[Exercise requirements] A complete response lists each line of the data below that includes the word "BoxedOperator".

[Records supplied]
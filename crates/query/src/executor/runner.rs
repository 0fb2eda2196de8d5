//! Physical plan runner.
//!
//! Turns a `PhysicalPlan` into a tree of pull-based operators. Every node
//! gets its own evaluator sharing the execution context, so subqueries
//! anywhere in the tree use the same memo cache.

use crate::context::ExecutionContext;
use crate::executor::{
    drain, AggregateExecutor, BoxedOperator, DistinctExecutor, ExecutionResult, ExprEvaluator,
    FilterExecutor, LimitExecutor, NestedLoopJoin, ProjectExecutor, SortExecutor,
    TableScanExecutor,
};
use crate::planner::PhysicalPlan;
use alloc::boxed::Box;
use alloc::rc::Rc;
use alloc::vec::Vec;
use roster_core::{Row, Value};

/// Builds and runs operator trees for physical plans.
pub struct PhysicalPlanRunner<'a> {
    ctx: Rc<ExecutionContext<'a>>,
}

impl<'a> PhysicalPlanRunner<'a> {
    /// Creates a runner over an execution context.
    pub fn new(ctx: Rc<ExecutionContext<'a>>) -> Self {
        Self { ctx }
    }

    /// Returns the execution context.
    pub fn context(&self) -> &Rc<ExecutionContext<'a>> {
        &self.ctx
    }

    /// Builds the operator tree for `plan`. `params` are the correlation
    /// values visible to `Param` expressions in the plan.
    pub fn build<'p>(
        &self,
        plan: &'p PhysicalPlan,
        params: Rc<[Value]>,
    ) -> ExecutionResult<BoxedOperator<'p>>
    where
        'a: 'p,
    {
        let ctx: Rc<ExecutionContext<'p>> = Rc::clone(&self.ctx);
        build_operator(&ctx, plan, &params)
    }

    /// Executes `plan` to completion.
    pub fn execute<'p>(&self, plan: &'p PhysicalPlan, params: Rc<[Value]>) -> ExecutionResult<Vec<Row>>
    where
        'a: 'p,
    {
        let mut root = self.build(plan, params)?;
        drain(&mut root)
    }
}

fn build_operator<'p>(
    ctx: &Rc<ExecutionContext<'p>>,
    plan: &'p PhysicalPlan,
    params: &Rc<[Value]>,
) -> ExecutionResult<BoxedOperator<'p>> {
    let evaluator = || ExprEvaluator::new(Rc::clone(ctx), Rc::clone(params));

    let op: BoxedOperator<'p> = match plan {
        PhysicalPlan::TableScan { table } => {
            let relation = ctx.catalog().relation(table)?;
            Box::new(TableScanExecutor::new(relation.rows()))
        }

        PhysicalPlan::Filter { input, predicate } => Box::new(FilterExecutor::new(
            build_operator(ctx, input, params)?,
            predicate,
            evaluator(),
        )),

        PhysicalPlan::Project { input, columns } => Box::new(ProjectExecutor::new(
            build_operator(ctx, input, params)?,
            columns,
            evaluator(),
        )),

        PhysicalPlan::NestedLoopJoin {
            left,
            right,
            condition,
            join_type,
            right_width,
        } => Box::new(NestedLoopJoin::new(
            build_operator(ctx, left, params)?,
            build_operator(ctx, right, params)?,
            condition,
            *join_type,
            *right_width,
            evaluator(),
        )),

        PhysicalPlan::HashAggregate {
            input,
            group_by,
            accumulators,
            outputs,
            having,
        } => Box::new(AggregateExecutor::new(
            build_operator(ctx, input, params)?,
            group_by,
            accumulators,
            outputs,
            having.as_ref(),
            evaluator(),
        )),

        PhysicalPlan::Distinct { input } => {
            Box::new(DistinctExecutor::new(build_operator(ctx, input, params)?))
        }

        PhysicalPlan::Sort { input, order_by } => Box::new(SortExecutor::new(
            build_operator(ctx, input, params)?,
            order_by,
            evaluator(),
        )),

        PhysicalPlan::Limit {
            input,
            limit,
            offset,
        } => Box::new(LimitExecutor::new(
            build_operator(ctx, input, params)?,
            *limit,
            *offset,
        )),
    };
    Ok(op)
}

[Task response]
    drain, AggregateExecutor, BoxedOperator, DistinctExecutor, ExecutionResult, ExprEvaluator,
    ) -> ExecutionResult<BoxedOperator<'p>>
) -> ExecutionResult<BoxedOperator<'p>> {
    let op: BoxedOperator<'p> = match plan {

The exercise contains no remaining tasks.